Lena frowned. “You mean the guy was in on it?”
Nigel shook his head. “I don’t think so. He was just a bookkeeper. I think the memo got mixed in with some of the work he was sent to pick up. An accident that ended up costing him his life--but it probably would’ve when they discovered the memo was missing and tracked it back to him whether he’d done anything or not.”
“Why didn’t they just retrieve it then?”
“Because the guy had led them to Morris, and it didn’t take them long to connect the dots between Morris and the leader of the rebels--Dax.”

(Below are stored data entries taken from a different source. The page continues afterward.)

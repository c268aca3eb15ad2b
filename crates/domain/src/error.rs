//! Domain error types

use thiserror::Error;

/// Errors raised while parsing external input into domain values.
///
/// State transitions never fail; these only surface from parsing helpers
/// at the edges (method strings, request kinds, base URLs).
#[derive(Debug, Error, Clone, PartialEq, Eq)]
pub enum DomainError {
    /// The provided URL is invalid or malformed.
    #[error("invalid URL: {0}")]
    InvalidUrl(String),

    /// The HTTP method is not supported.
    #[error("unsupported HTTP method: {0}")]
    UnsupportedMethod(String),

    /// The request kind is neither `http` nor `websocket`.
    #[error("unknown request kind: {0}")]
    UnknownRequestKind(String),

    /// The body type name is not one of the known variants.
    #[error("unknown body type: {0}")]
    UnknownBodyType(String),

    /// The query string could not be encoded.
    #[error("invalid query parameters: {0}")]
    InvalidQuery(String),
}

/// Result type alias for domain operations.
pub type DomainResult<T> = Result<T, DomainError>;
//! Application use cases (business logic orchestration).

pub mod session;

pub use session::{ClearSession, RestoreSession, SaveSession};
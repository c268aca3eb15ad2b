//! ID generation utilities.

use uuid::Uuid;

/// Generates a fresh identifier for an editable row.
///
/// UUID v7 includes timestamp information and is sortable, so rows
/// created later compare greater.
#[must_use]
pub fn generate_id() -> String {
    Uuid::now_v7().to_string()
}
//! Loading files picked for `file` and form-data bodies.

use std::path::Path;

use requestor_domain::FileBlob;

/// Reads `path` into a [`FileBlob`], guessing its media type from the
/// extension.
///
/// # Errors
///
/// Returns an error if the file cannot be read.
pub async fn load_file_blob(path: &Path) -> std::io::Result<FileBlob> {
    let data = tokio::fs::read(path).await?;
    let name = path
        .file_name()
        .map_or_else(String::new, |n| n.to_string_lossy().into_owned());
    let media_type = mime_guess::from_path(path)
        .first()
        .map(|m| m.essence_str().to_string());

    tracing::debug!(file = %name, bytes = data.len(), "file blob loaded");
    Ok(FileBlob::new(name, media_type, data))
}
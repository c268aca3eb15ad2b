//! Clock port for time-related operations

use chrono::{DateTime, Utc};

/// Port for getting the current time.
///
/// Saved sessions are stamped with this clock so tests can pin the time.
pub trait Clock: Send + Sync {
    /// Returns the current UTC timestamp.
    fn now(&self) -> DateTime<Utc>;
}

impl<T: Clock + ?Sized> Clock for &T {
    fn now(&self) -> DateTime<Utc> {
        (**self).now()
    }
}
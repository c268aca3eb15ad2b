//! Requestor host loop
//!
//! The host reads one JSON-encoded action per input line, threads it through
//! the [`Session`], and writes the resulting snapshot as one JSON line. The
//! line `{"kind":"hard_navigate"}` clears any saved session and ends the
//! loop. `{"kind":"attach_file","path":"..."}` reads a file from disk into a
//! `file` body. End of input saves the final snapshot through the lifecycle.

use std::path::PathBuf;

use serde::Deserialize;
use tokio::io::{AsyncBufRead, AsyncBufReadExt, AsyncWrite, AsyncWriteExt};

use requestor_application::{ApplicationError, Session, SessionLifecycle};
use requestor_domain::{Action, BodyVariant, RequestConfiguration, RequestorSettings};
use requestor_infrastructure::{SerializationError, load_file_blob, to_json_line};

const HARD_NAVIGATE: &str = "hard_navigate";
const ATTACH_FILE: &str = "attach_file";

#[derive(Deserialize)]
struct AttachFile {
    path: PathBuf,
}

/// Error type for the host loop.
#[derive(Debug, thiserror::Error)]
pub enum HostError {
    /// Reading input or writing output failed.
    #[error("IO error: {0}")]
    Io(#[from] std::io::Error),

    /// A snapshot could not be serialized.
    #[error("Serialization error: {0}")]
    Serialization(#[from] SerializationError),

    /// A lifecycle callback failed.
    #[error(transparent)]
    Application(#[from] ApplicationError),
}

/// One parsed input line.
#[derive(Debug, Clone, PartialEq, Eq)]
pub enum Command {
    /// Feed an action to the reducer.
    Dispatch(Action),
    /// Load a file from disk as the request body.
    AttachFile(PathBuf),
    /// The user left for good.
    HardNavigate,
}

/// Parses one input line. Blank lines yield `None`.
///
/// # Errors
///
/// Returns an error if the line is not a JSON object with a `kind`.
pub fn parse_line(line: &str) -> Result<Option<Command>, serde_json::Error> {
    let line = line.trim();
    if line.is_empty() {
        return Ok(None);
    }

    let value: serde_json::Value = serde_json::from_str(line)?;
    match value.get("kind").and_then(serde_json::Value::as_str) {
        Some(HARD_NAVIGATE) => Ok(Some(Command::HardNavigate)),
        Some(ATTACH_FILE) => {
            let attach: AttachFile = serde_json::from_value(value)?;
            Ok(Some(Command::AttachFile(attach.path)))
        }
        _ => serde_json::from_value(value).map(|action| Some(Command::Dispatch(action))),
    }
}

/// How a run of the loop ended.
#[derive(Debug, Clone, PartialEq, Eq)]
pub struct RunSummary {
    /// Actions applied
    pub dispatched: u64,
    /// Lines that could not be parsed
    pub skipped: u64,
    /// Whether the run ended by hard navigation
    pub hard_navigated: bool,
    /// The final snapshot
    pub snapshot: RequestConfiguration,
}

/// Builds the starting session: the restored snapshot, if any, with the
/// configured base URL applied on top.
///
/// A session that cannot be restored is logged and replaced by a fresh one.
pub async fn start_session(
    settings: &RequestorSettings,
    lifecycle: &dyn SessionLifecycle,
) -> Session {
    let state = match lifecycle.on_session_start().await {
        Ok(Some(state)) => state,
        Ok(None) => RequestConfiguration::new(),
        Err(e) => {
            tracing::warn!(error = %e, "could not restore session, starting fresh");
            RequestConfiguration::new()
        }
    };

    let mut session = Session::new(state);
    if settings.service_base_url.is_some() {
        session.dispatch(Action::SetServiceBaseUrl {
            url: settings.service_base_url.clone(),
        });
    }
    session
}

/// Runs the loop until end of input or hard navigation.
///
/// # Errors
///
/// Returns an error on IO failure or if a lifecycle callback fails.
pub async fn run<R, W>(
    input: R,
    mut output: W,
    mut session: Session,
    lifecycle: &dyn SessionLifecycle,
) -> Result<RunSummary, HostError>
where
    R: AsyncBufRead + Unpin,
    W: AsyncWrite + Unpin,
{
    let mut lines = input.lines();
    let mut skipped = 0;
    let mut hard_navigated = false;

    while let Some(line) = lines.next_line().await? {
        match parse_line(&line) {
            Ok(None) => {}
            Ok(Some(Command::HardNavigate)) => {
                lifecycle.on_hard_navigate().await?;
                hard_navigated = true;
                break;
            }
            Ok(Some(Command::Dispatch(action))) => {
                write_snapshot(&mut output, session.dispatch(action)).await?;
            }
            Ok(Some(Command::AttachFile(path))) => match load_file_blob(&path).await {
                Ok(blob) => {
                    let action = Action::SetBody {
                        body: BodyVariant::File { value: Some(blob) },
                    };
                    write_snapshot(&mut output, session.dispatch(action)).await?;
                }
                Err(e) => {
                    skipped += 1;
                    tracing::warn!(path = %path.display(), error = %e, "could not attach file");
                }
            },
            Err(e) => {
                skipped += 1;
                tracing::warn!(error = %e, "skipping malformed action line");
            }
        }
    }

    if !hard_navigated {
        lifecycle.on_session_end(session.snapshot()).await?;
    }

    Ok(RunSummary {
        dispatched: session.dispatched(),
        skipped,
        hard_navigated,
        snapshot: session.into_snapshot(),
    })
}

async fn write_snapshot<W>(output: &mut W, snapshot: &RequestConfiguration) -> Result<(), HostError>
where
    W: AsyncWrite + Unpin,
{
    let mut json = to_json_line(snapshot)?;
    json.push('\n');
    output.write_all(json.as_bytes()).await?;
    output.flush().await?;
    Ok(())
}
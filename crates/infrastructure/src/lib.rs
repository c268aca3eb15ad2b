//! Requestor Infrastructure - Adapters and implementations
//!
//! Concrete implementations of the application ports: the file-backed
//! session store, the settings file, the system clock, file-blob loading,
//! and the tracing setup used by the host.

pub mod adapters;
pub mod files;
pub mod logging;
pub mod persistence;
pub mod serialization;

pub use adapters::SystemClock;
pub use files::load_file_blob;
pub use logging::init_tracing;
pub use persistence::{
    FileSessionStore, SettingsError, SettingsRepository, apply_env_overrides, apply_process_env,
    config_dir,
};
pub use serialization::{
    SerializationError, from_json_bytes, to_json_line, to_json_stable, to_json_stable_bytes,
};
//! Saved session file.

use std::io::ErrorKind;
use std::path::{Path, PathBuf};

use async_trait::async_trait;
use tokio::fs;

use requestor_application::ports::{SessionStore, SessionStoreError};
use requestor_domain::SavedRequestConfiguration;

use crate::serialization::{SerializationError, from_json_bytes, to_json_stable_bytes};

const SESSION_FILE_NAME: &str = "session.json";

/// Stores the saved session as one JSON file.
#[derive(Debug, Clone)]
pub struct FileSessionStore {
    path: PathBuf,
}

impl FileSessionStore {
    /// Creates a store writing to `path`.
    #[must_use]
    pub fn new(path: impl Into<PathBuf>) -> Self {
        Self { path: path.into() }
    }

    /// Creates a store in `dir` using the default file name.
    #[must_use]
    pub fn in_dir(dir: &Path) -> Self {
        Self::new(dir.join(SESSION_FILE_NAME))
    }

    /// Creates a store at the default location in the config directory.
    #[must_use]
    pub fn default_location() -> Option<Self> {
        super::config_dir().map(|dir| Self::in_dir(&dir))
    }

    /// Returns the file this store reads and writes.
    #[must_use]
    pub fn path(&self) -> &Path {
        &self.path
    }
}

fn to_store_error(error: SerializationError) -> SessionStoreError {
    SessionStoreError::Serialization(error.to_string())
}

#[async_trait]
impl SessionStore for FileSessionStore {
    async fn load(&self) -> Result<Option<SavedRequestConfiguration>, SessionStoreError> {
        let content = match fs::read(&self.path).await {
            Ok(content) => content,
            Err(e) if e.kind() == ErrorKind::NotFound => return Ok(None),
            Err(e) => return Err(e.into()),
        };
        let saved = from_json_bytes(&content).map_err(to_store_error)?;
        Ok(Some(saved))
    }

    async fn save(&self, saved: &SavedRequestConfiguration) -> Result<(), SessionStoreError> {
        if let Some(parent) = self.path.parent() {
            fs::create_dir_all(parent).await?;
        }

        let content = to_json_stable_bytes(saved).map_err(to_store_error)?;

        // Write to a sibling file first so a crash never leaves half a session.
        let staging = self.path.with_extension("json.tmp");
        fs::write(&staging, content).await?;
        fs::rename(&staging, &self.path).await?;

        tracing::debug!(path = %self.path.display(), "session written");
        Ok(())
    }

    async fn clear(&self) -> Result<(), SessionStoreError> {
        match fs::remove_file(&self.path).await {
            Ok(()) => Ok(()),
            Err(e) if e.kind() == ErrorKind::NotFound => Ok(()),
            Err(e) => Err(e.into()),
        }
    }
}
//! The request configuration reducer.
//!
//! `reduce` is a total, pure function from the previous snapshot and one
//! action to the next snapshot. Each arm updates the targeted fields; a
//! shared epilogue then refreshes tab visibility when the method or kind
//! moved and re-synchronizes Content-Type when the body or method moved.

use crate::action::{Action, PathParamValue};
use crate::body_transition::transition_body;
use crate::content_type::sync_content_type;
use crate::request::{KeyValueParameter, enforce_terminal_draft};
use crate::route::{
    Route, add_base_url, extract_param_names, has_valid_base_url, match_route, rehost,
    remove_base_url, resolve_path_params,
};
use crate::state::RequestConfiguration;
use crate::tabs::ResponseTab;

/// Applies one action to a snapshot, returning the next snapshot.
#[must_use]
pub fn reduce(state: &RequestConfiguration, action: Action) -> RequestConfiguration {
    let kind = action.kind();
    let mut next = state.clone();

    match action {
        Action::SetRoutes { routes } => {
            next.routes = routes;
            next = rematch(next);
        }
        Action::UpdatePath { path } => {
            next.path = path;
            next = rematch(next);
        }
        Action::UpdateMethod {
            method,
            request_kind,
        } => {
            next.method = method;
            next.request_kind = request_kind;
            next = rematch_keeping_rows(next);
        }
        Action::SelectRoute { route } => next = select_route(next, route),
        Action::SetPathParams { params } => next = set_path_params(next, params),
        Action::ReplacePathParamValues { values } => {
            let rows = replace_values(&next.path_params, &values);
            next = set_path_params(next, rows);
        }
        Action::ClearPathParams => {
            let rows = next
                .path_params
                .iter()
                .map(|row| KeyValueParameter {
                    value: String::new(),
                    enabled: false,
                    ..row.clone()
                })
                .collect();
            next = set_path_params(next, rows);
        }
        Action::SetQueryParams { params } => next.query_params = enforce_terminal_draft(params),
        Action::SetHeaders { headers } => next.request_headers = enforce_terminal_draft(headers),
        Action::SetBody { body } => next.body = body.normalized(),
        Action::ClearBody => next.body = next.body.cleared(),
        Action::SetBodyType {
            body_type,
            is_multipart,
        } => {
            let current = std::mem::take(&mut next.body);
            next.body = transition_body(current, body_type, is_multipart);
        }
        Action::SetWebsocketMessage { message } => next.websocket_message = message,
        Action::SetServiceBaseUrl { url } => next = set_service_base_url(next, url),
        Action::SetActiveRequestTab { tab } => {
            if next.visible_request_tabs.contains(&tab) {
                next.active_request_tab = tab;
            }
        }
        Action::SetActiveResponseTab { tab } => {
            if next.visible_response_tabs.contains(&tab) {
                next.active_response_tab = tab;
            }
        }
        Action::Unknown => {
            tracing::debug!("ignoring unknown action");
            return next;
        }
    }

    let method_changed = next.method != state.method;
    if method_changed || next.request_kind != state.request_kind {
        next = next.with_refreshed_tabs();
    }
    if method_changed || next.body != state.body {
        next = sync_content_type(next);
    }

    tracing::debug!(
        action = kind,
        path = %next.path,
        route = ?next.selected_route.as_ref().map(|route| route.path.as_str()),
        "applied action"
    );
    next
}

/// Re-runs the matcher and rebuilds path parameter rows from the result.
fn rematch(mut state: RequestConfiguration) -> RequestConfiguration {
    let (route, rows) = matched_route_and_rows(&state);
    state.selected_route = route;
    state.path_params = rows;
    state
}

/// Re-runs the matcher but keeps the current rows when the parameter
/// names did not change.
fn rematch_keeping_rows(mut state: RequestConfiguration) -> RequestConfiguration {
    let (route, rows) = matched_route_and_rows(&state);
    state.selected_route = route;
    if !same_keys(&state.path_params, &rows) {
        state.path_params = rows;
    }
    state
}

fn matched_route_and_rows(state: &RequestConfiguration) -> (Option<Route>, Vec<KeyValueParameter>) {
    let path = state.match_path();
    match match_route(&state.routes, &path, state.method, state.request_kind) {
        Some(found) => (Some(found.route.clone()), found.path_param_rows()),
        None => (
            None,
            extract_param_names(&path)
                .into_iter()
                .map(KeyValueParameter::path_param)
                .collect(),
        ),
    }
}

fn same_keys(left: &[KeyValueParameter], right: &[KeyValueParameter]) -> bool {
    left.len() == right.len() && left.iter().zip(right).all(|(l, r)| l.key == r.key)
}

fn with_base_url(state: &RequestConfiguration, path: &str) -> String {
    match &state.service_base_url {
        Some(base) => add_base_url(base, path, state.request_kind),
        None => path.to_string(),
    }
}

fn select_route(mut state: RequestConfiguration, route: Route) -> RequestConfiguration {
    let previous = state.selected_route.take();

    if !route.accepts_any_method() {
        state.method = route.input_method();
    }
    state.request_kind = route.request_kind;
    state.path = with_base_url(&state, &route.path);

    // The selection is whatever the matcher resolves the route's own path to.
    let (matched, rows) = matched_route_and_rows(&state);
    if matched.as_ref() != Some(&route) {
        tracing::debug!(
            route = %route.path,
            matched = ?matched.as_ref().map(|r| r.path.as_str()),
            "picked route is not the best match for its path"
        );
    }
    state.path_params = rows;
    state.selected_route = matched;

    if state.selected_route != previous && state.active_response_tab == ResponseTab::Debug {
        state.active_response_tab = ResponseTab::Body;
    }
    state
}

/// Rewrites the path from the given rows and reconciles the rows with the
/// route the new path resolves to.
///
/// While no route is selected and none matches afterwards, the supplied
/// rows are kept: they are the only record of values already written into
/// the path.
fn set_path_params(
    mut state: RequestConfiguration,
    rows: Vec<KeyValueParameter>,
) -> RequestConfiguration {
    let pattern = state
        .selected_route
        .as_ref()
        .map_or_else(|| state.match_path(), |route| route.path.clone());
    let resolved = resolve_path_params(&pattern, &rows);
    state.path = with_base_url(&state, &resolved);

    let previous = state.selected_route.take();
    let (route, matched_rows) = matched_route_and_rows(&state);

    state.path_params = match (&route, &previous) {
        (Some(_), Some(_)) if route == previous => reconcile_rows(&pattern, rows),
        (None, None) if extract_param_names(&pattern).is_empty() => rows,
        (None, None) => reconcile_rows(&pattern, rows),
        _ => matched_rows,
    };
    state.selected_route = route;
    state
}

/// Orders `rows` by the parameter names of `pattern`, filling gaps with
/// fresh rows and dropping rows for names the pattern lacks.
fn reconcile_rows(pattern: &str, mut rows: Vec<KeyValueParameter>) -> Vec<KeyValueParameter> {
    extract_param_names(pattern)
        .into_iter()
        .map(|name| {
            rows.iter()
                .position(|row| row.key == name)
                .map_or_else(|| KeyValueParameter::path_param(name), |index| rows.remove(index))
        })
        .collect()
}

fn replace_values(rows: &[KeyValueParameter], values: &[PathParamValue]) -> Vec<KeyValueParameter> {
    rows.iter()
        .map(|row| {
            values
                .iter()
                .find(|replacement| replacement.key == row.key)
                .map_or_else(
                    || row.clone(),
                    |replacement| KeyValueParameter {
                        value: replacement.value.clone(),
                        enabled: !replacement.value.is_empty(),
                        ..row.clone()
                    },
                )
        })
        .collect()
}

fn set_service_base_url(
    mut state: RequestConfiguration,
    url: Option<String>,
) -> RequestConfiguration {
    match url {
        Some(url) if !has_valid_base_url(&url) => {
            tracing::warn!(%url, "ignoring invalid service base URL");
            return state;
        }
        Some(url) => {
            state.path = rehost(&url, &state.path, state.request_kind);
            state.service_base_url = Some(url);
        }
        None => {
            if let Some(previous) = state.service_base_url.take() {
                state.path = remove_base_url(&previous, &state.path);
            }
        }
    }
    rematch(state)
}
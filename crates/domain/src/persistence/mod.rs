//! Persisted session format.

mod saved;

pub use saved::SavedRequestConfiguration;

/// Current schema version of the saved session file.
pub const CURRENT_SCHEMA_VERSION: u32 = 1;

Lena sent Dax a startled glance.
“Claxton, the head of Quasar Corp, probably decided that it would look a lot better to go to the big boss with the information that he’d tracked down the headquarters of the rebels and destroyed it instead of having to tell him that he’d gotten sloppy and let dangerous information out.”
“That still doesn’t mean that this memo is the one the guy found.”
“No. There is a way to be sure though,” Dax said.
Lena and Nigel both turned to stare at him. “How?”
“We have a pretty good idea of which gov officials have been replaced. If we can connect any of the known clones with Quasar Corp and the big boss, then we can be pretty damned sure we’re on the right track. You said yourself that Cameron Mitchell was probably our guy. And he sure as hell fits the profile. He doesn’t owe his office to elections. His branch of the gov is more secretive than the CIA, and as heavily protected as the national treasury. From where I’m sitting it seems to me that he has more power and more money at his disposal than anyone else in the gov … probably in the world.”
“Yes, but … I was just guessing. I don’t know anything for sure. We couldn’t just kill the man because we think he might be the one. And he doesn’t control the money. He has nothing to do with where it goes after it’s collected.”
“Unless he’s replaced everybody that might call him to account. And the memo certainly seems to indicate that.”
Nigel stroked his chin thoughtfully. “We’ll have to move fast. The big boss is bound to hear about all of this before much longer.”
“As far as Claxton knows, he wiped out the rebel base--and the leak. He knows by now that the ships he sent to attack the base were destroyed, but he doesn’t know, yet, that the base had been evacuated beforehand. That’ll buy us some time to hack into the security system at base beta and see what we can see about the head of the IRS.”
* * * *
Lena glanced at her watch as she settled in the chair across from the receptionist. There were two applicants in front of her and she couldn’t help but worry that he’d decide on one of them and terminate the interviews, or decide to wait until after lunch to finish up with interviews. After sitting for a few minutes, she got up and asked the receptionist where the ladies room was.